In ruminants, digestion of lipids begins with the enzymes in the saliva (salivory lipase) (Parish, Rivera, & Boland, 2009). Many of the dietary lipids are split apart and fermented by the microbes in the rumen (Drackley, 2007). However, highly saturated lipids cannot be digested this way, and so are passed through to the abomasum, where pancreatic lipase begins breaking down the fats (Parish, Rivera, & Boland, 2009), and then the small intestine, where bile from the gall bladder emulsifies the lipids (Parish, Rivera, & Boland, 2009) (Drackley, 2007). This is where the lipids are primarily absorbed into the bloodstream for use (Parish, Rivera, & Boland, 2009).


While at a glance, monogastrics and ruminants appear similar, in reality it is quite to the contrary. Though both ingest primarily large amounts of fibre, their digestive systems vary greatly (Frandson, Wilke, & Fails, 2006). The major difference is obviously the rumen in ruminants, which functions as the fermentation chamber, rather than the large intestine in monogastrics (Frandson, Wilke, & Fails, 2006). Because of this, the majority of a ruminants digesta will have already been fermented by the microbes in the rumen before it reaches the stomach for enzymatic digestion (Frandson, Wilke, & Fails, 2006). Ruminants also "chew the cud", aiding in their easy digestion of fibre (Frandson, Wilke, & Fails, 2006).

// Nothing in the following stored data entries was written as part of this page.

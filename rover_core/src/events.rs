//! Connection notifications routed from the input hub to the orchestrator.
//!
//! The orchestrator hands a [`ChannelListener`] to the hub at construction and
//! drains the receiving end at the start of every tick, so link changes are
//! applied inside the cycle rather than from a callback context.

use crossbeam_channel::{Receiver, Sender, TryRecvError};
use rover_traits::{ConnectionEvent, ConnectionListener};

/// `ConnectionListener` that forwards every event into a channel.
#[derive(Debug, Clone)]
pub struct ChannelListener {
    tx: Sender<ConnectionEvent>,
}

impl ConnectionListener for ChannelListener {
    fn notify(&self, event: ConnectionEvent) {
        if self.tx.send(event).is_err() {
            tracing::debug!(?event, "connection event dropped; orchestrator gone");
        }
    }
}

/// Create a listener and the receiver it feeds.
pub fn connection_channel() -> (ChannelListener, Receiver<ConnectionEvent>) {
    let (tx, rx) = crossbeam_channel::unbounded();
    (ChannelListener { tx }, rx)
}

/// Collect every event queued so far without blocking.
pub fn drain(rx: &Receiver<ConnectionEvent>) -> Vec<ConnectionEvent> {
    let mut out = Vec::new();
    loop {
        match rx.try_recv() {
            Ok(ev) => out.push(ev),
            Err(TryRecvError::Empty) | Err(TryRecvError::Disconnected) => break,
        }
    }
    out
}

Due to these anatomical and physiological variations, monogastrics (horses) should be fed in an unique way (Konke, Kelleher, & Trevor-Jones, 1999). They should be fed smaller meals regularly (Jackson, 1998), as they have only a relatively small stomach, and feeding should be done with the aim of maintaining the important hindgut fermentation (Jackson, 1998). This includes maximising the amount of forage and adequate fibre intake, and not too much readily fermentable carbohydrates (Jackson, 1998). This, as well as feeding quality feeds and providing a good supply of fresh water, is essential for the health and wellbeing of the horse (Konke, Kelleher, & Trevor-Jones, 1999).